Tsewang Norbu ist der erste uns bekannt gewordene Fall von Selbstverbrennung, seit sich der 24jährige Yonten im November 2019 im Bezirk Ngaba (chin. Aba) verbrannte. Somit ist er unserer Kenntnis nach der 158. Tibeter, der sich seit 2009 aus Protest gegen die chinesische Regierung verbrannte.

Die Selbstverbrennung junger Tibeter wie Tsewang Norbu, dem es an materiellen Gütern und auch sonst nichts zu mangeln schien, entlarvt Chinas Behauptung, daß die Flut von Selbstverbrennungen, die das tibetische Hochplateau seit 2009 heimgesucht hat, durch psychologische Probleme und Probleme mit dem Lebensunterhalt ausgelöst worden sei.
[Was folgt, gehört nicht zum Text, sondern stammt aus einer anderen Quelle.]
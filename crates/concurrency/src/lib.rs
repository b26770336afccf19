//! Concurrency layer for Tessel
//!
//! This crate implements optimistic concurrency control over an object store:
//! - Conflict detection between an operation and concurrently committed ones
//! - ManifestBuilder: applying (and rebasing) an operation onto a manifest
//! - CommitCoordinator: the bounded read / check / build / publish loop
//!
//! There is no in-process lock. The only serialization point is the atomic
//! publish of the next manifest.

#![warn(missing_docs)]
#![warn(clippy::all)]

pub mod builder;
pub mod conflict;
pub mod manager;

pub use builder::ManifestBuilder;
pub use conflict::{check_conflict, ConflictReason};
pub use manager::{CommitConfig, CommitCoordinator, DEFAULT_COMMIT_TIMEOUT, DEFAULT_MAX_RETRIES};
China greift zu immer neuen Strategien, um die Herzen und Köpfe der neuen Generation von Tibetern für sein Sinisierungsprojekt zu gewinnen, doch die Selbstverbrennungsproteste junger Tibeter wie Yonten und Tsewang Norbu zeigen, wie Chinas böswilliges Vorgehen in Tibet junge Tibeter zutiefst verletzen.
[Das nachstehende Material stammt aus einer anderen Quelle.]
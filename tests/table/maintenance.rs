//! Compaction and cleanup against an on-disk store
//!
//! Data files are real objects here, so cleanup can be checked by looking
//! at what is left in the store.

use crate::common::*;
use chrono::{Duration, Utc};
use std::collections::BTreeSet;
use std::sync::Arc;
use tessel::engine::{RewriteInput, RewrittenFragment};
use tessel::{CompactionOptions, FragmentRewriter, OffsetFilter, Result};

/// Writes one placeholder object per output fragment
#[derive(Debug)]
struct StoreRewriter {
    store: Arc<dyn ObjectStore>,
}

impl FragmentRewriter for StoreRewriter {
    fn rewrite(&self, input: &RewriteInput<'_>) -> Result<Vec<RewrittenFragment>> {
        let live: u64 = input
            .fragments
            .iter()
            .zip(input.deletions)
            .map(|(f, dv)| f.physical_rows - dv.len() as u64)
            .sum();
        let name = format!("compacted-{}.lance", uuid::Uuid::new_v4());
        self.store
            .put(&TablePaths::root().data_file(&name), &live.to_le_bytes())?;
        Ok(vec![RewrittenFragment {
            files: vec![DataFile::new(name, vec![0, 1])],
            physical_rows: live,
        }])
    }
}

fn written_fragment(store: &dyn ObjectStore, rows: u64) -> Fragment {
    let fragment = staged(rows);
    let path = TablePaths::root().data_file(&fragment.files[0].path);
    store.put(&path, &rows.to_le_bytes()).unwrap();
    fragment
}

fn data_objects(store: &dyn ObjectStore) -> BTreeSet<String> {
    store
        .list(&TablePaths::root().data_prefix())
        .unwrap()
        .into_iter()
        .collect()
}

fn local_store() -> (tempfile::TempDir, Arc<dyn ObjectStore>) {
    let dir = tempfile::TempDir::new().unwrap();
    let store: Arc<dyn ObjectStore> = Arc::new(LocalObjectStore::new(dir.path()).unwrap());
    (dir, store)
}

#[test]
fn compaction_then_cleanup_removes_replaced_files() {
    init_tracing();
    let (_dir, store) = local_store();
    let fragments: Vec<Fragment> = (0..3).map(|_| written_fragment(&*store, 50)).collect();
    let mut table =
        Table::create(Arc::clone(&store), schema(), fragments, TableConfig::default()).unwrap();
    let before = data_objects(&*store);
    assert_eq!(before.len(), 3);

    let first = table.manifest().fragments[0].id;
    table
        .delete(&OffsetFilter::new().with_offsets(first, 0..10))
        .unwrap();
    assert_eq!(table.count_rows(), 140);

    let rewriter = StoreRewriter {
        store: Arc::clone(&store),
    };
    let metrics = table
        .compact_files(
            Some(&CompactionOptions::default().with_target_rows_per_fragment(500)),
            &rewriter,
        )
        .unwrap();
    assert_eq!(metrics.fragments_removed, 3);
    assert_eq!(metrics.fragments_added, 1);
    assert_eq!(table.version(), 3);
    assert_eq!(table.count_rows(), 140);
    assert_eq!(data_objects(&*store).len(), 4);

    // Old versions still read their own files until cleanup
    assert_eq!(table.checkout_version(1).unwrap().count_rows(), 150);

    let stats = table
        .cleanup_old_versions(Utc::now() + Duration::seconds(60))
        .unwrap();
    assert_eq!(stats.versions_removed, 2);
    assert_eq!(stats.data_files_removed, 3);
    assert_eq!(stats.deletion_files_removed, 1);

    let after = data_objects(&*store);
    assert_eq!(after.len(), 1);
    assert!(after.is_disjoint(&before));
    assert_eq!(table.versions().unwrap().len(), 1);
    assert_eq!(table.count_rows(), 140);
    assert!(store
        .list(&TablePaths::root().deletions_prefix())
        .unwrap()
        .is_empty());
}

#[test]
fn transaction_files_survive_cleanup() {
    let (_dir, store) = local_store();
    let mut table = Table::create(
        Arc::clone(&store),
        schema(),
        vec![written_fragment(&*store, 5)],
        TableConfig::default(),
    )
    .unwrap();
    table.append(vec![written_fragment(&*store, 5)]).unwrap();

    let prefix = TablePaths::root().transactions_prefix();
    let before = store.list(&prefix).unwrap().len();
    assert_eq!(before, 2);
    table
        .cleanup_old_versions(Utc::now() + Duration::seconds(60))
        .unwrap();
    assert_eq!(store.list(&prefix).unwrap().len(), before);

    // Files still referenced by the latest version are kept
    assert_eq!(data_objects(&*store).len(), 2);
}

#[test]
fn compaction_defaults_come_from_config() {
    let config = TableConfig::default().with_compaction(
        CompactionOptions::default()
            .with_target_rows_per_fragment(30)
            .with_max_rows_per_group(30),
    );
    let mut table = Table::create(
        Arc::new(MemoryObjectStore::new()),
        schema(),
        (0..6).map(|_| staged(10)).collect(),
        config,
    )
    .unwrap();

    let metrics = table
        .compact_files(None, &tessel::MetadataOnlyRewriter)
        .unwrap();
    assert_eq!(metrics.fragments_removed, 6);
    assert_eq!(metrics.fragments_added, 2);
    assert!(table
        .manifest()
        .fragments
        .iter()
        .all(|f| f.physical_rows == 30));

    let ids: Vec<u64> = table.scan(&Default::default()).unwrap().iter().map(|r| r.row_id).collect();
    assert_eq!(ids, (0..60).collect::<Vec<_>>());
}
Um noch mehr Selbstverbrennungen zu verhindern und Leben zu retten, fordert das TCHRD China auf, seine Sinisierungsprogramme zu stoppen und die Menschenrechte der Tibeter zu beachten, die darin bestehen, daß sie ihre Kultur und Sprache schützen und fördern und ihre Grundrechte wahrnehmen, einschließlich der Meinungsfreiheit und der Freiheit, ihre Religion oder ihren Glauben auszuüben.

Das TCHRD fordert die chinesischen Behörden auf, die sterblichen Überreste von Tsewang Norbu an seine Familie zu übergeben, damit diese die üblichen Riten und Rituale für Verstorbene durchführen kann. Norbus Familie und Angehörige dürfen nicht unter Zwang verhört und willkürlich inhaftiert werden.